Trial Finds No Meaningful Change in Left Ventricular Mass Index With Empagliflozin in Patients Without Diabetes


However, findings do not preclude the possibility that mechanisms other than cardiac remodeling may be responsible for benefits of SGLT2 inhibition.

Final results from the EMPA-HEART 2 CardioLink-7 trial presented at the American Heart Association 2022 Scientific Sessions have found no statistically significant change in left ventricular mass index among patients without diabetes receiving empagliflozin. The findings are in contrast to results of the EMPA-HEART 1 trial presented in 2019.

Sodium-glucose cotransporter-2 (SGLT2) inhibitors prevent incident heart failure in individuals with diabetes and atherosclerotic cardiovascular disease or cardiovascular risk factors, according to presenter Subodh Verma, MD, PhD. SGLT2 inhibitors also attenuate heart failure events in patients with heart failure with reduced ejection fraction (HFrEF), heart failure with mid-range ejection fraction (HFmrEF), and heart failure with preserved ejection fraction (HFpEF) independent of glycemic status.

“These observations have formed the basis of strong recommendations to use SGLT2 inhibitors in people with type 2 diabetes and in those with prevalent heart failure,” Verma said.

Additionally, Verma noted that the broad benefits observed with SGLT2 inhibitors have led to experts theorizing that these treatments may have additional benefits when introduced earlier in the natural history of heart failure among individuals who do not have diabetes or prevalent heart failure, but who are at risk of developing heart failure. Importantly, however, Verma said there are no clinical trials evaluating this question.

Some translational randomized clinical trials have provided corroboratory mechanistic data on left ventricular remodeling with SGLT2 inhibitors. Additionally, a reduction in indexed left ventricular mass has been observed in patients with type 2 diabetes and coronary artery disease and favorable changes in left ventricular and left atrial remodeling indices have been reported in patients with heart failure regardless of diabetes status.

To investigate the questions surrounding the use of SGLT2 inhibitors in cardiac remodeling, investigators led a multi-center, double-blind, placebo-controlled randomized trial. Participants were between 40 and 80 years of age and were randomized to receive either empagliflozin or placebo for 6 months.

In the trial, 318 subjects were assessed for eligibility, 169 were randomized, and sufficient data were available for 78 patients in the placebo arm and 75 patients in the empagliflozin arm. Of those, 86% were men with a mean age of 59 years. The majority had a history of hypertension and one-quarter had a history of myocardial infarction.

The primary outcome was 6-month change in left ventricular mass index and secondary cardiac outcomes were 6-month between-groups change in left ventricular end-diastolic volume index, left ventricular end-systolic volume index, and left ventricular ejection fraction.

When examining the primary result, the investigators found that baseline left ventricular mass index was approximately 63 g/m2 in both groups. The mean change in the placebo group was 1.07 g/m2 and the mean change in the empagliflozin group was 1.20 g/m2.

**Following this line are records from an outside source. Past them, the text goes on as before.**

//! # Secondary Rule Assignment
//!
//! Once the basic arc is in place, every remaining note is classified from
//! its dependency links: neighbors, passing tones, repetitions, and
//! independent notes each receive a rule label. Local insertions ('L3')
//! are then checked for forward resolution, and chains of same-direction
//! passing arcs are fused into single spans where the fusion stays
//! linearly consonant.
//!
//! ## Related Modules
//! - `parse` - Drives these stages from its pipeline
//! - `arc` - Supplies the merge primitive used by pruning
//! - `context` - Triad membership queries

use crate::arc::{self, ArcCategory, ArcKind};
use crate::config::{LineType, ParserConfig};
use crate::context::LineContext;
use crate::interval;
use crate::note::{Note, RuleName};
use crate::parse::Parse;

/// Membership test against the triad governing a note's position. Under a
/// progressing harmony the referent triad depends on the note's offset;
/// otherwise it is always the tonic triad.
fn triad_member(note: &Note, context: &LineContext, config: &ParserConfig) -> bool {
    if config.harmonic_species {
        if let Some(spans) = &context.harmonic_spans {
            let triad = if note.offset >= spans.offset_closing_tonic {
                &context.tonic_triad
            } else if note.offset >= spans.offset_dominant {
                &context.dominant_triad
            } else if spans
                .offset_predominant
                .map_or(false, |p| note.offset >= p)
            {
                &context.predominant_triad
            } else {
                &context.tonic_triad
            };
            return triad.contains(note.csd);
        }
    }
    context.tonic_triad.contains(note.csd)
}

/// Classify every note that the basic structure left unlabeled.
pub fn assign_secondary_rules(parse: &mut Parse, context: &LineContext, config: &ParserConfig) {
    for idx in 0..parse.notes.len() {
        if !parse.notes[idx].is_scanned() || parse.notes[idx].rule.name.is_some() {
            continue;
        }
        let lefthead = parse.notes[idx].dependency.lefthead;
        let righthead = parse.notes[idx].dependency.righthead;
        let member = triad_member(&parse.notes[idx], context, config);
        match (lefthead, righthead) {
            (Some(l), Some(r)) => {
                let equal = parse.notes[l].csd.degree() == parse.notes[r].csd.degree();
                if equal {
                    // neighbor: the note decorates a repeated head
                    let head_member = triad_member(&parse.notes[l], context, config);
                    let (note_rule, head_rule) = if head_member {
                        (RuleName::E2, RuleName::E1)
                    } else {
                        (RuleName::L2, RuleName::L1)
                    };
                    parse.notes[idx].rule.name = Some(note_rule);
                    if parse.notes[l].rule.name.is_none() {
                        parse.notes[l].rule.name = Some(head_rule);
                    }
                } else {
                    // passing between two different degrees
                    parse.notes[idx].rule.name = Some(RuleName::E4);
                    if parse.notes[r].rule.name.is_none()
                        && triad_member(&parse.notes[r], context, config)
                    {
                        parse.notes[r].rule.name = Some(RuleName::E3);
                    }
                }
            }
            (Some(l), None) => {
                let equal = parse.notes[l].csd.degree() == parse.notes[idx].csd.degree();
                let rule = match (equal, member) {
                    // repetition of its head
                    (true, true) => RuleName::E1,
                    (true, false) => RuleName::L1,
                    // incomplete neighbor
                    (false, true) => RuleName::E2,
                    (false, false) => RuleName::L2,
                };
                parse.notes[idx].rule.name = Some(rule);
            }
            (None, _) => {
                if member {
                    parse.notes[idx].rule.name = Some(RuleName::E3);
                    parse.notes[idx].parenthesis = true;
                } else if config.species.has_local_elaborations() || config.harmonic_species {
                    parse.notes[idx].rule.name = Some(RuleName::L3);
                    parse.notes[idx].parenthesis = true;
                } else {
                    parse.errors.push(format!(
                        "The note in measure {} is not generable.",
                        parse.notes[idx].measure
                    ));
                }
            }
        }
    }
}

/// Every local insertion must reach a triad member within one or two
/// directed diatonic steps, scanning forward.
pub fn test_local_resolutions(parse: &mut Parse, context: &LineContext, config: &ParserConfig) {
    let l3_notes: Vec<usize> = parse
        .notes
        .iter()
        .filter(|n| n.rule.name == Some(RuleName::L3))
        .map(|n| n.index)
        .collect();
    for idx in l3_notes {
        match resolution_target(parse, idx, context, config) {
            Some(target) => {
                let after_s3 = config.harmonic_species
                    && parse.line_type == LineType::Bass
                    && parse.s3_index.map_or(false, |s3| idx > s3);
                if after_s3 && parse.notes[target].csd.degree() != 3 {
                    parse.errors.push(format!(
                        "The note in measure {} makes an illegal insertion after S3.",
                        parse.notes[idx].measure
                    ));
                }
            }
            None => {
                parse.errors.push(format!(
                    "The local insertion in measure {} is not resolved.",
                    parse.notes[idx].measure
                ));
            }
        }
    }
}

/// Walk forward from `idx` by one or two directed diatonic steps and
/// return the first triad member reached, if any.
fn resolution_target(
    parse: &Parse,
    idx: usize,
    context: &LineContext,
    config: &ParserConfig,
) -> Option<usize> {
    let scanned: Vec<usize> = parse
        .notes
        .iter()
        .filter(|n| n.is_scanned() && n.index > idx)
        .map(|n| n.index)
        .collect();
    let &n1 = scanned.first()?;
    if !interval::is_diatonic_step(&parse.notes[idx], &parse.notes[n1]) {
        return None;
    }
    if triad_member(&parse.notes[n1], context, config) {
        return Some(n1);
    }
    let rising = parse.notes[n1].csd.value > parse.notes[idx].csd.value;
    let &n2 = scanned.get(1)?;
    let second_step = interval::is_diatonic_step(&parse.notes[n1], &parse.notes[n2]);
    let same_direction = (parse.notes[n2].csd.value > parse.notes[n1].csd.value) == rising;
    if second_step && same_direction && triad_member(&parse.notes[n2], context, config) {
        return Some(n2);
    }
    None
}

/// Fuse chains of same-direction passing arcs that meet end to start,
/// where the fused span remains linearly consonant and neither arc is
/// already embedded in a larger arc anchored at the junction. Interior
/// notes of the fused arc are relabeled as passing tones.
pub fn prune_arcs(parse: &mut Parse, _context: &LineContext, _config: &ParserConfig) {
    loop {
        let Some((i1, i2)) = find_fusible_pair(parse) else {
            break;
        };
        if !arc::arc_merge(&mut parse.notes, &mut parse.arcs, i1, i2) {
            break;
        }
        let fused = if i2 < i1 { i1 - 1 } else { i1 };
        let interior: Vec<usize> = parse.arcs[fused].interior().to_vec();
        for n in interior {
            parse.notes[n].rule.name = Some(RuleName::E4);
        }
    }
}

fn find_fusible_pair(parse: &Parse) -> Option<(usize, usize)> {
    for (i1, a1) in parse.arcs.iter().enumerate() {
        if a1.category != ArcCategory::Secondary {
            continue;
        }
        let Some(ArcKind::Passing { rising: r1 }) = a1.kind else {
            continue;
        };
        for (i2, a2) in parse.arcs.iter().enumerate() {
            if i1 == i2 || a2.category != ArcCategory::Secondary {
                continue;
            }
            let Some(ArcKind::Passing { rising: r2 }) = a2.kind else {
                continue;
            };
            if r1 != r2 || a1.end() != a2.start() {
                continue;
            }
            if !interval::is_permissible_span(
                &parse.notes[a1.start()],
                &parse.notes[a2.end()],
            ) {
                continue;
            }
            // a junction already absorbed by a larger arc stays put
            let embedded = parse.arcs.iter().enumerate().any(|(k, a3)| {
                k != i1
                    && k != i2
                    && ((a3.end() == a1.end() && a3.start() <= a1.start())
                        || (a3.start() == a2.start() && a3.end() >= a2.end()))
            });
            if embedded {
                continue;
            }
            return Some((i1, i2));
        }
    }
    None
}

#[cfg(test)]
mod tests {
    use super::*;
    use crate::config::Species;
    use crate::note::{Csd, Direction};
    use crate::parse::ParseState;
    use crate::prelim::preliminary_parse;

    fn major_line(values: &[i32]) -> Vec<Note> {
        let semis = [0, 2, 4, 5, 7, 9, 11];
        values
            .iter()
            .enumerate()
            .map(|(i, &v)| {
                let pitch = 12 * v.div_euclid(7) + semis[v.rem_euclid(7) as usize];
                Note::new(i, Csd::new(v, Direction::Bidirectional), pitch, i + 1, 1.0, i as f64)
            })
            .collect()
    }

    fn first_species_config() -> ParserConfig {
        ParserConfig {
            species: Species::First,
            ..ParserConfig::default()
        }
    }

    fn parse_for(values: &[i32]) -> Parse {
        let context = LineContext::monotriadic();
        let config = first_species_config();
        let prelim = preliminary_parse(major_line(values), &context, &config);
        let outcome = crate::structure::build_candidates(
            &prelim,
            LineType::Generic,
            &context,
            &config,
        );
        outcome.parses.into_iter().next().expect("one generic parse")
    }

    #[test]
    fn test_triad_membership_follows_the_progression() {
        use crate::context::HarmonicSpans;
        let mut context = LineContext::monotriadic();
        context.harmonic_spans = Some(HarmonicSpans {
            offset_predominant: None,
            offset_dominant: 2.0,
            offset_closing_tonic: 4.0,
        });
        let config = ParserConfig {
            harmonic_species: true,
            ..ParserConfig::default()
        };
        // ti is a dominant-triad member but not a tonic-triad member
        let mut ti = major_line(&[6]).remove(0);
        ti.offset = 0.0;
        assert!(!triad_member(&ti, &context, &config));
        ti.offset = 2.0;
        assert!(triad_member(&ti, &context, &config));
        // outside harmonic species the tonic triad always governs
        let plain = first_species_config();
        assert!(!triad_member(&ti, &LineContext::monotriadic(), &plain));
    }

    #[test]
    fn test_passing_interior_gets_e4() {
        let mut parse = parse_for(&[0, 1, 2]);
        assert_eq!(parse.state, ParseState::BasicEstablished);
        assign_secondary_rules(&mut parse, &LineContext::monotriadic(), &first_species_config());
        assert_eq!(parse.notes[1].rule.name, Some(RuleName::E4));
        assert!(parse.errors.is_empty());
    }

    #[test]
    fn test_neighbor_gets_e2() {
        // 1 2 1 ... closing on the tonic; the 2 is an upper neighbor
        let mut parse = parse_for(&[0, 1, 0]);
        assign_secondary_rules(&mut parse, &LineContext::monotriadic(), &first_species_config());
        assert_eq!(parse.notes[1].rule.name, Some(RuleName::E2));
    }

    #[test]
    fn test_unresolved_local_insertion_is_an_error() {
        let context = LineContext::monotriadic();
        let config = ParserConfig {
            species: Species::Third,
            ..ParserConfig::default()
        };
        let mut parse = parse_for(&[0, 2, 4, 2, 0]);
        // force an L3 with no step-reachable triad member afterward
        parse.notes[3].rule.name = Some(RuleName::L3);
        parse.notes[3].dependency.lefthead = None;
        test_local_resolutions(&mut parse, &context, &config);
        assert!(parse.errors.iter().any(|e| e.contains("not resolved")));
    }

    #[test]
    fn test_insertion_after_the_bass_pivot_is_illegal() {
        use crate::context::HarmonicSpans;
        let mut context = LineContext::monotriadic();
        context.harmonic_spans = Some(HarmonicSpans {
            offset_predominant: None,
            offset_dominant: 1.0,
            offset_closing_tonic: 5.0,
        });
        let config = ParserConfig {
            harmonic_species: true,
            ..ParserConfig::default()
        };
        // bass 1 5 6 7 5 1': the 6 sits in the dominant span after the pivot
        let prelim = preliminary_parse(major_line(&[0, 4, 5, 6, 4, 7]), &context, &config);
        assert!(prelim.errors.is_empty(), "{:?}", prelim.errors);
        let outcome =
            crate::structure::build_candidates(&prelim, LineType::Bass, &context, &config);
        let mut parse = outcome
            .parses
            .into_iter()
            .find(|p| p.s3_index == Some(1))
            .expect("a parse pivoting on the first dominant");
        parse.notes[2].rule.name = Some(RuleName::L3);
        test_local_resolutions(&mut parse, &context, &config);
        assert!(
            parse
                .errors
                .iter()
                .any(|e| e.contains("illegal insertion after S3")),
            "{:?}",
            parse.errors
        );
    }

    #[test]
    fn test_prune_is_idempotent() {
        let context = LineContext::monotriadic();
        let config = first_species_config();
        // 1 2 3 3 4 5: two rising passing arcs meeting on the third degree
        let mut parse = parse_for(&[0, 1, 2, 2, 3, 4]);
        assign_secondary_rules(&mut parse, &context, &config);
        prune_arcs(&mut parse, &context, &config);
        let after_first: Vec<Vec<usize>> =
            parse.arcs.iter().map(|a| a.notes.clone()).collect();
        prune_arcs(&mut parse, &context, &config);
        let after_second: Vec<Vec<usize>> =
            parse.arcs.iter().map(|a| a.notes.clone()).collect();
        assert_eq!(after_first, after_second);
    }
}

The adjusted treatment effect for both groups was 0.30 g/m2, which was not statistically significant. The change in left ventricular end-diastolic volume was also not statistically significant and there was no covariate treatment interaction with respect to the primary outcome.

Based on these findings, Verma said that in individuals without diabetes or significant heart failure, 6-month treatment with empagliflozin versus placebo did not result in any meaningful change in left ventricular mass index or in the secondary left ventricular volume or ejection fraction indices between groups.

Notably, these data contrast the favorable left ventricular remodeling results reported in patients with type 2 diabetes and coronary artery disease and in patients with prevalent heart failure over a similar duration. When putting the results of the EMPA-HEART 1 and EMPA-HEART 2 trials together, Verma said the data demonstrate that cumulatively, there is a numeric but modest 1.3 g/m2 reduction in left ventricular mass over 6 months with empagliflozin across the broad population.

However, there is consistent improvement in ejection fraction by approximately 2% observed in both trials. This is actually statistically significant when combining the 2 trials. Taken together, the findings do not preclude the possibility that mechanisms other than cardiac remodeling may be responsible for some of the benefits of SGLT2 inhibitors.


Verma S. Empaglifozin and Cardiac Remodeling in People Without Diabetes. Presented at: American Heart Association 2022 Scientific Sessions. November 6, 2022.